Saved entries
BEGIN
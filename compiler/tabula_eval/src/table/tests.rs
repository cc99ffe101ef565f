#![allow(clippy::unwrap_used, clippy::expect_used)]

use pretty_assertions::assert_eq;
use proptest::prelude::*;
use tabula_ir::Expr;

use super::*;
use crate::test_helpers::formula;
use crate::{collect_operators, collect_variables, EvalError, MAX_VARIABLES};

fn bits(row: &[bool]) -> Vec<u8> {
    row.iter().map(|&cell| u8::from(cell)).collect()
}

fn table_for(source: &str) -> TruthTable {
    let expr = formula(source);
    let variables: Vec<String> = collect_variables(&expr).into_iter().collect();
    let operators = collect_operators(&expr);
    enumerate_table(&variables, &operators).unwrap()
}

#[test]
fn implication_table() {
    let table = table_for("a -> b");
    assert_eq!(table.variables(), ["a", "b"]);
    assert_eq!(table.formula_count(), 1);
    assert_eq!(table.width(), 3);
    let rows: Vec<Vec<u8>> = table.rows().map(bits).collect();
    assert_eq!(
        rows,
        vec![vec![0, 0, 1], vec![0, 1, 1], vec![1, 0, 0], vec![1, 1, 1]]
    );
}

#[test]
fn first_variable_is_most_significant() {
    let table = table_for("c & !a | b");
    assert_eq!(table.variables(), ["a", "b", "c"]);
    // Row 4 is a=1, b=0, c=0.
    assert_eq!(bits(&table.row(4).unwrap()[..3]), [1, 0, 0]);
    // Row 1 is a=0, b=0, c=1: !a = 1, c & !a = 1, whole formula = 1.
    assert_eq!(bits(table.row(1).unwrap()), [0, 0, 1, 1, 1, 1]);
}

#[test]
fn no_variables_is_one_row() {
    let table = table_for("1 & !0");
    assert_eq!(table.row_count(), 1);
    assert_eq!(bits(table.row(0).unwrap()), [1, 1]);
    assert_eq!(table.row(1), None);
}

#[test]
fn nothing_to_tabulate() {
    let table = table_for("1");
    assert_eq!(table.row_count(), 1);
    assert_eq!(table.width(), 0);
    assert_eq!(table.rows().count(), 1);
    assert_eq!(table.row(0), Some(&[][..]));
}

#[test]
fn thirty_two_variables_are_rejected() {
    let names: Vec<String> = (0..=MAX_VARIABLES).map(|i| format!("v{i}")).collect();
    let err = enumerate_table(&names, &[]).unwrap_err();
    assert_eq!(
        err,
        TableError::Capacity(CapacityError {
            found: 32,
            max: MAX_VARIABLES
        })
    );
    assert_eq!(err.to_string(), "too many variables: 32 (at most 31)");
}

#[test]
fn variable_missing_from_the_list() {
    let expr = formula("a & b");
    let err = enumerate_table(&["a"], &[&expr]).unwrap_err();
    assert_eq!(
        err,
        TableError::Eval(EvalError::UndeclaredVariable {
            name: "b".to_owned()
        })
    );
}

fn arb_formula() -> impl Strategy<Value = Expr> {
    let leaf = prop_oneof![
        1 => any::<bool>().prop_map(Expr::constant),
        4 => "[a-e]".prop_map(Expr::variable),
    ];
    leaf.prop_recursive(5, 32, 2, |inner| {
        prop_oneof![
            inner.clone().prop_map(Expr::not),
            (
                prop::sample::select(tabula_ir::BinaryOp::ALL.to_vec()),
                inner.clone(),
                inner
            )
                .prop_map(|(op, left, right)| Expr::binary(op, left, right)),
        ]
    })
}

proptest! {
    #[test]
    fn rows_match_direct_evaluation(expr in arb_formula()) {
        let variables: Vec<String> = collect_variables(&expr).into_iter().collect();
        let operators = collect_operators(&expr);
        let table = enumerate_table(&variables, &operators).unwrap();
        let k = variables.len();
        prop_assert_eq!(table.rows().count(), 1 << k);

        for (index, row) in table.rows().enumerate() {
            let assignment: Assignment = variables
                .iter()
                .enumerate()
                .map(|(column, name)| (name.clone(), (index >> (k - 1 - column)) & 1 == 1))
                .collect();
            for (column, name) in variables.iter().enumerate() {
                prop_assert_eq!(row[column], assignment[name]);
            }
            for (formula, &cell) in operators.iter().zip(&row[k..]) {
                prop_assert_eq!(cell, formula.evaluate(&assignment).unwrap());
            }
        }
    }
}
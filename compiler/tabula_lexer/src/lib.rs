//! Lexer for Tabula formulas using logos.
//!
//! Produces a [`TokenList`] that borrows the source, terminated by `Eof`.
//! Lexing stops at the first character that cannot start or continue a
//! token; no partial token list is ever returned.

mod lex_error;
mod raw_token;

use logos::Logos;
use tabula_ir::{Span, Token, TokenKind, TokenList};
use tracing::{debug, trace};

pub use lex_error::{LexError, LexErrorKind};
use raw_token::RawToken;

/// Lex `source` into tokens.
///
/// # Errors
///
/// Returns the first [`LexError`] encountered, in source order.
#[tracing::instrument(level = "trace", skip_all, fields(len = source.len()))]
pub fn lex(source: &str) -> Result<TokenList<'_>, LexError> {
    let end = u32::try_from(source.len()).map_err(|_| too_large())?;
    let mut tokens = TokenList::new(source);
    let mut lexer = RawToken::lexer(source);

    while let Some(result) = lexer.next() {
        let span = Span::try_from_range(lexer.span()).map_err(|_| too_large())?;
        let slice = lexer.slice();
        let kind = match result {
            Ok(raw) => raw
                .kind()
                .ok_or_else(|| LexError::malformed(span, slice))?,
            Err(()) => return Err(LexError::unexpected(span, slice)),
        };
        trace!(?kind, %span, "token");
        tokens.push(Token::new(kind, span));
    }

    tokens.push(Token::new(TokenKind::Eof, Span::point(end)));
    debug!(count = tokens.len(), "lexed");
    Ok(tokens)
}

fn too_large() -> LexError {
    LexError {
        kind: LexErrorKind::SourceTooLarge,
        span: Span::DUMMY,
        text: String::new(),
    }
}
//! Expression tree.
//!
//! A formula is a tree of [`Expr`] nodes. Each node exclusively owns its
//! children, so `Clone` is a deep copy and two parsed formulas never share
//! structure. Apart from the render cache (see `render.rs`) a node is never
//! mutated after construction.

use std::fmt;
use std::mem;
use std::sync::OnceLock;

use crate::ops::{Associativity, BinaryOp, Precedence};
use crate::stack::ensure_sufficient_stack;

/// The closed set of node kinds.
#[derive(Clone, PartialEq, Eq, Debug)]
pub enum ExprKind {
    /// `0` or `1`.
    Const(bool),
    /// A free variable, identified by name.
    Variable(String),
    /// `!operand`.
    Not(Box<Expr>),
    /// `left op right`.
    Binary {
        op: BinaryOp,
        left: Box<Expr>,
        right: Box<Expr>,
    },
}

/// A node of the expression tree.
///
/// Equality is structural and ignores whether the rendered form has been
/// cached yet. Dropping a node frees its subtree without recursion.
pub struct Expr {
    kind: ExprKind,
    /// Canonical text, filled on first `render()` of an operator node.
    pub(crate) repr: OnceLock<String>,
}

impl Expr {
    pub fn new(kind: ExprKind) -> Self {
        Expr {
            kind,
            repr: OnceLock::new(),
        }
    }

    pub fn constant(value: bool) -> Self {
        Expr::new(ExprKind::Const(value))
    }

    pub fn variable(name: impl Into<String>) -> Self {
        Expr::new(ExprKind::Variable(name.into()))
    }

    pub fn not(operand: Expr) -> Self {
        Expr::new(ExprKind::Not(Box::new(operand)))
    }

    pub fn binary(op: BinaryOp, left: Expr, right: Expr) -> Self {
        Expr::new(ExprKind::Binary {
            op,
            left: Box::new(left),
            right: Box::new(right),
        })
    }

    pub fn and(left: Expr, right: Expr) -> Self {
        Expr::binary(BinaryOp::And, left, right)
    }

    pub fn or(left: Expr, right: Expr) -> Self {
        Expr::binary(BinaryOp::Or, left, right)
    }

    pub fn xor(left: Expr, right: Expr) -> Self {
        Expr::binary(BinaryOp::Xor, left, right)
    }

    pub fn implies(left: Expr, right: Expr) -> Self {
        Expr::binary(BinaryOp::Implies, left, right)
    }

    pub fn iff(left: Expr, right: Expr) -> Self {
        Expr::binary(BinaryOp::Iff, left, right)
    }

    #[inline]
    pub fn kind(&self) -> &ExprKind {
        &self.kind
    }

    pub fn into_kind(mut self) -> ExprKind {
        mem::replace(&mut self.kind, ExprKind::Const(false))
    }

    pub fn precedence(&self) -> Precedence {
        match &self.kind {
            ExprKind::Const(_) | ExprKind::Variable(_) => Precedence::ATOM,
            ExprKind::Not(_) => Precedence::PREFIX,
            ExprKind::Binary { op, .. } => op.precedence(),
        }
    }

    pub fn associativity(&self) -> Associativity {
        match &self.kind {
            ExprKind::Not(_) => Associativity::Prefix,
            ExprKind::Const(_) | ExprKind::Variable(_) | ExprKind::Binary { .. } => {
                Associativity::Left
            }
        }
    }

    /// `Const` or `Variable`.
    #[inline]
    pub fn is_atomic(&self) -> bool {
        matches!(self.kind, ExprKind::Const(_) | ExprKind::Variable(_))
    }

    /// `Not` or any binary connective.
    #[inline]
    pub fn is_operator(&self) -> bool {
        !self.is_atomic()
    }
}

impl Clone for Expr {
    fn clone(&self) -> Self {
        ensure_sufficient_stack(|| Expr {
            kind: self.kind.clone(),
            repr: self.repr.clone(),
        })
    }
}

impl Drop for Expr {
    fn drop(&mut self) {
        let mut pending = Vec::new();
        detach_children(&mut self.kind, &mut pending);
        while let Some(mut child) = pending.pop() {
            detach_children(&mut child.kind, &mut pending);
        }
    }
}

/// Move the children of an operator node onto `pending`, leaving a leaf.
fn detach_children(kind: &mut ExprKind, pending: &mut Vec<Box<Expr>>) {
    if matches!(kind, ExprKind::Const(_) | ExprKind::Variable(_)) {
        return;
    }
    match mem::replace(kind, ExprKind::Const(false)) {
        ExprKind::Not(operand) => pending.push(operand),
        ExprKind::Binary { left, right, .. } => {
            pending.push(left);
            pending.push(right);
        }
        ExprKind::Const(_) | ExprKind::Variable(_) => {}
    }
}

impl PartialEq for Expr {
    fn eq(&self, other: &Self) -> bool {
        ensure_sufficient_stack(|| self.kind == other.kind)
    }
}

impl Eq for Expr {}

impl fmt::Debug for Expr {
    fn fmt(&self, f: &mut fmt::Formatter<'_>) -> fmt::Result {
        ensure_sufficient_stack(|| self.fmt_node(f))
    }
}

impl Expr {
    fn fmt_node(&self, f: &mut fmt::Formatter<'_>) -> fmt::Result {
        match &self.kind {
            ExprKind::Const(value) => write!(f, "Const({value})"),
            ExprKind::Variable(name) => write!(f, "Variable({name:?})"),
            ExprKind::Not(operand) => f.debug_tuple("Not").field(operand).finish(),
            ExprKind::Binary { op, left, right } => f
                .debug_tuple(&format!("{op:?}"))
                .field(left)
                .field(right)
                .finish(),
        }
    }
}

impl From<ExprKind> for Expr {
    fn from(kind: ExprKind) -> Self {
        Expr::new(kind)
    }
}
END
**ACTIVITY:** All lines above containing the string "index": copy each one.

**RESULT BELOW:**
        for (index, row) in table.rows().enumerate() {
                .map(|(column, name)| (name.clone(), (index >> (k - 1 - column)) & 1 == 1))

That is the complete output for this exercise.